EFEBarcelona

El Gran Teatro del Liceu reabrirá sus puertas el próximo 4 de diciembre con un clásico como "La Traviata", de Verdi, con un póquer de sopranos en el rol de Violetta, y confía en que el Procicat acabe aprobando que el aforo sea de 1.144 localidades y no las 500 que permite ahora.

En otras circunstancias, sin pandemia de coronavirus, lo que se destacaría este martes es que el montaje que llegará a Barcelona, en una producción realista de David McVicar, contará, finalmente, con cuatro sopranos en el rol protagonista, las ya anunciadas Pretty Yende, Lisette Oropesa y Kristina Mkhitaryan, y la incorporación de Ermonela Jaho, únicamente para la función del día 30 de diciembre.

Todas ellas, acompañadas por Pavol Breslik y Dimitry Korchak, como Alfredo Germont, así como por los barítonos Giovani Meoni, Àngel Òdena y George Gagnidze como Giorgo Germont, en un montaje con dirección de la maestra italiana Speranza Scapucci, quien ya estuvo con éxito en el coliseo de la Rambla en la temporada 2017-2018, al frente de "Attila".

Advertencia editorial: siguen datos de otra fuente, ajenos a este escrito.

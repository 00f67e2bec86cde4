use aws_config::BehaviorVersion;
use aws_sdk_s3::Client as S3Client;
use aws_sdk_sns::Client as SnsClient;
use data_pipeline::utils::logger;
use data_pipeline::{
    EnvSnapshot, EtlEngine, HttpFetcher, Notifier, PipelinePolicy, RunReport, S3Storage,
    SnsChannel, Transformer, Uploader,
};
use lambda_runtime::{run, service_fn, Error, LambdaEvent};

/// The event payload is ignored; all configuration comes from the environment.
async fn function_handler(_event: LambdaEvent<serde_json::Value>) -> Result<RunReport, Error> {
    tracing::info!("Starting data pipeline Lambda function");

    let env = EnvSnapshot::from_process();
    let policy = PipelinePolicy::default();

    // 創建AWS客戶端
    let aws_config = aws_config::load_defaults(BehaviorVersion::latest()).await;
    let storage = S3Storage::new(S3Client::new(&aws_config));
    let notifier = Notifier::new(SnsChannel::new(SnsClient::new(&aws_config)));

    let engine = EtlEngine::new(
        HttpFetcher::new(policy.fetch.clone()),
        Transformer::new(policy.filter.clone()),
        Uploader::new(storage, policy.upload.clone()),
        notifier,
    );

    let report = engine.run(&env).await;
    tracing::info!(status_code = report.status_code, "Lambda function finished");
    Ok(report)
}

#[tokio::main]
async fn main() -> Result<(), Error> {
    logger::init_lambda_logger();

    run(service_fn(function_handler)).await
}
use crate::core::{NotificationChannel, ObjectStore};
use crate::utils::error::{NotifyError, StorageError};
use async_trait::async_trait;
use aws_sdk_s3::error::{DisplayErrorContext, SdkError};
use aws_sdk_s3::primitives::ByteStream;
use aws_sdk_s3::Client as S3Client;
use aws_sdk_sns::Client as SnsClient;

#[derive(Debug, Clone)]
pub struct S3Storage {
    client: S3Client,
}

impl S3Storage {
    pub fn new(client: S3Client) -> Self {
        Self { client }
    }
}

impl ObjectStore for S3Storage {
    async fn put_object(
        &self,
        bucket: &str,
        key: &str,
        body: &[u8],
        content_type: &str,
    ) -> Result<(), StorageError> {
        let result = self
            .client
            .put_object()
            .bucket(bucket)
            .key(key)
            .body(ByteStream::from(body.to_vec()))
            .content_type(content_type)
            .send()
            .await;

        match result {
            Ok(_output) => Ok(()),
            // 請求本身無法建立，重試無意義
            Err(err @ SdkError::ConstructionFailure(_)) => Err(StorageError::Other {
                message: DisplayErrorContext(&err).to_string(),
            }),
            Err(err) => Err(StorageError::Service {
                message: DisplayErrorContext(&err).to_string(),
            }),
        }
    }
}

#[derive(Debug, Clone)]
pub struct SnsChannel {
    client: SnsClient,
}

impl SnsChannel {
    pub fn new(client: SnsClient) -> Self {
        Self { client }
    }
}

#[async_trait]
impl NotificationChannel for SnsChannel {
    async fn publish(&self, topic: &str, subject: &str, body: &str) -> Result<String, NotifyError> {
        let output = self
            .client
            .publish()
            .topic_arn(topic)
            .subject(subject)
            .message(body)
            .send()
            .await
            .map_err(|e| NotifyError::Publish {
                message: aws_sdk_sns::error::DisplayErrorContext(&e).to_string(),
            })?;

        Ok(output.message_id().unwrap_or("unknown").to_string())
    }
}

Sin embargo, tanto el director general de la institución, Valentí Oviedo, como el director artístico, Víctor García de Gomar, han hecho especial hincapié en una rueda de prensa celebrada hoy en que esperan que, a partir del 7 de diciembre, las autoridades catalanas acaben "con el tope máximo de las 500 personas", que establece la actual normativa, y que puedan ofrecer las funciones restantes con la mitad del aforo, las citadas 1.144 localidades.

Si no se autorizara este cambio, el teatro, en palabras de García de Gomar, "se vería en la muy desagradable situación de decidir cuáles de nuestros abonados se quedan en la sala y cuáles no".

A su juicio, la autoridad sanitaria cometería "un error aritmético importante, porque no podemos ser equivalentes a otros espacios. Deberían corregir este error, pero serán ellos los que hagan la revaluación".

Antes de que este hecho ocurra o no, el Liceu se ha anticipado en la toma de decisiones y si, en un primer momento, "La traviata" se tenía que estrenar el día 5, en la fase uno de la desescalada que prevé sólo 500 asistentes, han optado, finalmente, por dividir los espectadores que ya habían adquirido entradas en una nueva función el día 4.

Además, se está trabajando para reubicar a todo el público afectado por el confinamiento perimetral de fin de semana y se han habilitado dos nuevas funciones a las 18.00 horas los días 8 y 16 de diciembre para que, en caso de acudir de fuera de Barcelona, puedan llegar a sus casas antes de las diez de la noche.

Además, todas las funciones -la del 28 de diciembre se ofrecerá en salas de cine- se iniciarán a las 19.00 horas, excepto las de los días 12, 13, 20 y 27, que mantienen sus horarios originales de fin de semana para poder cerrar a las 22.00 horas.

A pesar de todo lo que comporta la reapertura en estas circunstancias, tanto los gestores del teatro como el equipo que conforma la producción de McVicar se han mostrado ilusionados por poder volver a ofrecer una ópera en el Liceu, con todas las medidas de seguridad demandadas, lo que supondrá pequeños retoques en la misma duración de la obra, de escenografía -para que los cantantes estén más separados- y en la colocación de músicos y del coro, que volverá con mascarilla.

Speranza Scapucci, feliz de volver a Barcelona, ha mostrado su satisfacción por la "conexión" que está teniendo con músicos y cantantes y por seguir "descubriendo" "La traviata".

Asimismo, ha dicho que busca subrayar el "contraste" que existe entre el primer acto y el resto, "consiguiendo que la orquesta saque todos los colores de la música y explotar el gran deseo de Violetta de vivir, aunque ya sepa en el primer acto que está condenada a morir".

Tampoco ha obviado el hecho de que el coro tenga que cantar con mascarilla, lo que dificulta su tarea, y que con cuatro Violetta y dos Alfredo en el reparto, "hay que tener una estructura flexible, porque cada cantante tiene una manera diferente de expresarse".

La encargada de la reposición del montaje en Barcelona, Marie Lambert, ha destacado que al haber tantos artistas en esta versión "los ensayos son muy interesantes, con cada uno de ellos aportando su propia versión".

Las dos sopranos presentes hoy ante los periodistas, Pretty Yende y Lisette Oropesa, también han mostrado su ilusión por volver encarnar a Violetta, "una mujer con mucha fuerza de voluntad, que hasta la mitad de la ópera no se da cuenta del poder del amor", en palabras de Oropesa.

Yende ha coincidido con ella en que el amor es fundamental en la obra, es "la gran roca que ancla con la realidad" al personaje que interpretará, en su caso, los días 5, 7, 13, 21 y 28.